Pericles “Perry” Christo is a PI with a past—a former cop, who lost his badge and his family when a corruption scandal left him broke and disgraced. When wealthy Upper East Side matron Julia Drusilla summons him one cold February night, he grabs what seems to be a straightforward (and lucrative) case.

The socialite is looking for her beautiful, aimless daughter, Angelina, who is about to become a very wealthy young woman. But as Christo digs deeper, he discovers there’s much more to the lovely “Angel” than meets the eye. Her father, her best friend, her boy­friends all have agendas of their own. Angel, he soon realizes, may be in grave danger . . . and if Christo gets too close, he just might get caught in the crossfire.

This classic noir tale twists and turns down New York’s mean streets and along Hamp­tons’ beaches and back roads during a bitterly cold and gray winter where nothing is as it seems and everyone has something to hide. In an inventive storytelling approach, each writer brings his or her distinctive voice to a chapter of Inherit the Dead, building the ten­sion to a shocking, explosive finale.
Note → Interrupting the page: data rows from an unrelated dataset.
use approx::assert_relative_eq;
use ndarray::Array1;

use geoswath::core::{Profile, ProfileCenter, ProfilePipeline, RampConfig, SwathInputs};
use geoswath::types::{CoordinateFrame, GpsNetwork, GpsOptions, InsarTrack, PointSeries};

fn gps_vertical(
    names: Vec<String>,
    x_km: Vec<f64>,
    vu: Vec<f64>,
    svu: Vec<f64>,
) -> GpsNetwork {
    let n = names.len();
    GpsNetwork::three_component(
        "network",
        CoordinateFrame::Planar,
        names,
        Array1::from(x_km),
        Array1::zeros(n),
        Array1::zeros(n),
        Array1::zeros(n),
        Array1::from(vu),
        Array1::from_elem(n, 0.1),
        Array1::from_elem(n, 0.1),
        Array1::from(svu),
    )
    .unwrap()
    .with_options(GpsOptions {
        // a vertical unit vector makes the station LOS the vertical rate
        los_projection: Some([0.0, 0.0, 1.0]),
        ..Default::default()
    })
    .unwrap()
}

fn profile() -> Profile {
    Profile::new("p1", ProfileCenter::Planar { x: 0.0, y: 0.0 }, 20.0, 10.0, 0.0).unwrap()
}

#[test]
fn test_stations_matched_through_growing_windows() {
    // a 6 km cluster of constant values plus one isolated point at -6.5 km
    let mut x: Vec<f64> = Array1::linspace(-3.0, 3.0, 60).to_vec();
    let mut values = vec![2.0; 60];
    x.push(-6.5);
    values.push(7.5);
    let n = x.len();
    let track = InsarTrack::new(
        "asc",
        CoordinateFrame::Planar,
        Array1::from(x),
        Array1::zeros(n),
        Array1::from(values),
    )
    .unwrap();

    // near the isolated point, two windows from the cluster, out of reach
    let gps = gps_vertical(
        vec!["S1".into(), "S2".into(), "S3".into()],
        vec![-8.0, 7.0, 9.0],
        vec![7.0, 2.5, 0.0],
        vec![0.15, 0.25, 0.35],
    );

    let inputs = SwathInputs {
        insar: vec![track],
        gps: vec![gps],
        ..Default::default()
    };
    let report = ProfilePipeline::new(vec![profile()], inputs).run();
    let comparison = &report.profiles[0].cross_matches[0];
    assert_eq!(comparison.track, "asc");
    assert_eq!(comparison.network, "network");
    assert_eq!(comparison.matches.len(), 3);

    // S1 reaches only the isolated point within the first window
    let m = &comparison.matches[0];
    assert_eq!(m.station, "S1");
    assert_relative_eq!(m.reference, 7.0);
    assert_relative_eq!(m.reference_sigma, 0.15);
    assert_relative_eq!(m.comparison, 7.5);
    assert_relative_eq!(m.comparison_sigma, 0.0);

    // S2 needs the 4 km window to reach the cluster edge
    let m = &comparison.matches[1];
    assert_relative_eq!(m.reference, 2.5);
    assert_relative_eq!(m.comparison, 2.0);

    // S3 is out of reach of even the capped window
    let m = &comparison.matches[2];
    assert!(m.comparison.is_nan());
    assert!(m.comparison_sigma.is_nan());

    let agreement = &comparison.agreement;
    assert_eq!(agreement.pairs, 2);
    assert_relative_eq!(agreement.mean_difference, 0.0);
    assert_relative_eq!(agreement.std_difference, 0.5);
    assert_relative_eq!(agreement.correlation, 1.0, epsilon = 1e-12);
}

#[test]
fn test_comparison_reads_values_before_flattening() {
    // a strong gradient that the profile's ramp fit will double
    let n = 2000;
    let x = Array1::linspace(-10.0, 10.0, n);
    let ulos: PointSeries = x.mapv(|v| v);
    let track =
        InsarTrack::new("asc", CoordinateFrame::Planar, x, Array1::zeros(n), ulos).unwrap();
    let gps = gps_vertical(vec!["S1".into()], vec![5.0], vec![5.0], vec![0.2]);

    let inputs = SwathInputs {
        insar: vec![track],
        gps: vec![gps],
        ..Default::default()
    };
    let report =
        ProfilePipeline::new(vec![profile().with_flatten(RampConfig::default())], inputs).run();
    let result = &report.profiles[0];

    // the corrected track carries the doubled trend
    let flatten = result.flatten.as_ref().expect("ramp fitted");
    assert_relative_eq!(flatten.ramp.coeffs[0] * 1000.0, 1.0, max_relative = 0.02);

    // but the station was compared against the uncorrected values
    let m = &result.cross_matches[0].matches[0];
    assert_relative_eq!(m.comparison, 5.0, epsilon = 0.1);
    assert_relative_eq!(
        result.cross_matches[0].agreement.mean_difference,
        0.0,
        epsilon = 0.1
    );
}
My thanks to Jonathan Santlofer for being my guest today. FYI, here are the amazing authors who contributed to the book:

Mark Billingham, Lawrence Block, CJ Box, Ken Bruen, Alafair Burke, Stephen L. Carter, Mary Higgins Clark, Marcia Clark, Max Allan Collins, John Connolly, James Grady, Bryan Gruley, Heather Graham, Charlaine Harris, Val McDermid, SJ Rozan, Jonathan Santlofer, Dana Stabenow, Lisa Unger, and Sarah Weinman. Plus, Lee Child writes the Introduction and Linda Fairstein writes an open letter to the reader.

Inherit the Dead is available for purchase at or your favorite bookseller. 

Note: Editor Jonathan Santlofer has arranged to donate any royalties in excess of editor and contributor compensation to Safe Horizon, the leading victim assistance agency in the country.

Jonathan Santlofer is the author of five novels and a highly respected artist whose work has been written about and reviewed in the New York Times, Art in America, Artforum, and Arts, and appears in many public, private, and corporate collections. He serves on the board of Yaddo, one of the oldest artist communities in the country. Santlofer lives and works in New York City.